*** EXTRACTED MATERIAL Section Begins ***
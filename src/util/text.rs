use std::borrow::Cow;

use unicode_width::{UnicodeWidthChar, UnicodeWidthStr};

/// Display width of a string in terminal columns (CJK and emoji count as 2,
/// combining marks as 0).
pub fn display_width(s: &str) -> usize {
    UnicodeWidthStr::width(s)
}

const ELLIPSIS: &str = "...";
const ELLIPSIS_WIDTH: usize = 3;

/// Truncates a string to at most `max_width` terminal columns, appending
/// `...` when anything was cut.
///
/// Returns `Cow::Borrowed` when the string already fits. Widths of 3 or less
/// get plain character truncation with no ellipsis, since there is no room
/// for one.
///
/// # Examples
///
/// ```
/// use curator::util::truncate_to_width;
///
/// assert_eq!(truncate_to_width("Loudspeakers", 20), "Loudspeakers");
/// assert_eq!(truncate_to_width("Loudspeakers", 8), "Louds...");
/// assert_eq!(truncate_to_width("Loudspeakers", 2), "Lo");
/// ```
pub fn truncate_to_width(s: &str, max_width: usize) -> Cow<'_, str> {
    if display_width(s) <= max_width {
        return Cow::Borrowed(s);
    }

    let budget = if max_width <= ELLIPSIS_WIDTH {
        max_width
    } else {
        max_width - ELLIPSIS_WIDTH
    };

    let mut used = 0;
    let mut end = 0;
    for (idx, c) in s.char_indices() {
        let w = UnicodeWidthChar::width(c).unwrap_or(0);
        if used + w > budget {
            break;
        }
        used += w;
        end = idx + c.len_utf8();
    }

    if max_width <= ELLIPSIS_WIDTH {
        Cow::Owned(s[..end].to_owned())
    } else {
        Cow::Owned(format!("{}{}", &s[..end], ELLIPSIS))
    }
}

/// Truncates to `width` columns and right-pads with spaces so the result
/// occupies exactly `width` columns. Used for table alignment.
pub fn pad_to_width(s: &str, width: usize) -> String {
    let shown = truncate_to_width(s, width);
    let fill = width.saturating_sub(display_width(&shown));
    let mut out = shown.into_owned();
    out.extend(std::iter::repeat(' ').take(fill));
    out
}

fn is_banned(b: u8) -> bool {
    b == 0x1b || b == 0x7f || (b < 0x20 && b != b'\t' && b != b'\n' && b != b'\r')
}

/// Strips terminal control characters and ANSI escape sequences.
///
/// Every string the store hands back (names, slugs, descriptions, error
/// bodies) ends up on the operator's terminal, so it is treated as untrusted:
/// C0 controls, DEL, CSI/OSC sequences, and bare ESC bytes are removed. Tab,
/// newline, and carriage return survive.
///
/// Returns `Cow::Borrowed` for clean input, which is the common case.
pub fn strip_control_chars(s: &str) -> Cow<'_, str> {
    if !s.bytes().any(is_banned) {
        return Cow::Borrowed(s);
    }

    let bytes = s.as_bytes();
    let mut out = String::with_capacity(s.len());
    let mut i = 0;
    while i < bytes.len() {
        let b = bytes[i];
        if b == 0x1b {
            i += 1;
            match bytes.get(i) {
                // CSI: parameter and intermediate bytes end at a final byte in 0x40..=0x7e
                Some(b'[') => {
                    i += 1;
                    while let Some(&c) = bytes.get(i) {
                        i += 1;
                        if (0x40..=0x7e).contains(&c) {
                            break;
                        }
                    }
                }
                // OSC: runs until BEL or ST
                Some(b']') => {
                    i += 1;
                    while let Some(&c) = bytes.get(i) {
                        if c == 0x07 {
                            i += 1;
                            break;
                        }
                        if c == 0x1b && bytes.get(i + 1) == Some(&b'\\') {
                            i += 2;
                            break;
                        }
                        i += 1;
                    }
                }
                // Bare ESC: already consumed
                _ => {}
            }
        } else if is_banned(b) {
            i += 1;
        } else {
            // Copy the whole run of clean bytes in one push. Banned bytes are
            // all ASCII, so a run boundary is always a char boundary.
            let start = i;
            while i < bytes.len() && !is_banned(bytes[i]) {
                i += 1;
            }
            out.push_str(&s[start..i]);
        }
    }

    Cow::Owned(out)
}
*** EXTRACTED MATERIAL Section Ends ***
Quote the records from their first line to the line with "let mut end = 0;", inclusive, without adding or dropping anything.

[WRITTEN ANSWER]
filename src/util/text.rs
use std::borrow::Cow;

use unicode_width::{UnicodeWidthChar, UnicodeWidthStr};

/// Display width of a string in terminal columns (CJK and emoji count as 2,
/// combining marks as 0).
pub fn display_width(s: &str) -> usize {
    UnicodeWidthStr::width(s)
}

const ELLIPSIS: &str = "...";
const ELLIPSIS_WIDTH: usize = 3;

/// Truncates a string to at most `max_width` terminal columns, appending
/// `...` when anything was cut.
///
/// Returns `Cow::Borrowed` when the string already fits. Widths of 3 or less
/// get plain character truncation with no ellipsis, since there is no room
/// for one.
///
/// # Examples
///
/// ```
/// use curator::util::truncate_to_width;
///
/// assert_eq!(truncate_to_width("Loudspeakers", 20), "Loudspeakers");
/// assert_eq!(truncate_to_width("Loudspeakers", 8), "Louds...");
/// assert_eq!(truncate_to_width("Loudspeakers", 2), "Lo");
/// ```
pub fn truncate_to_width(s: &str, max_width: usize) -> Cow<'_, str> {
    if display_width(s) <= max_width {
        return Cow::Borrowed(s);
    }

    let budget = if max_width <= ELLIPSIS_WIDTH {
        max_width
    } else {
        max_width - ELLIPSIS_WIDTH
    };

    let mut used = 0;
    let mut end = 0;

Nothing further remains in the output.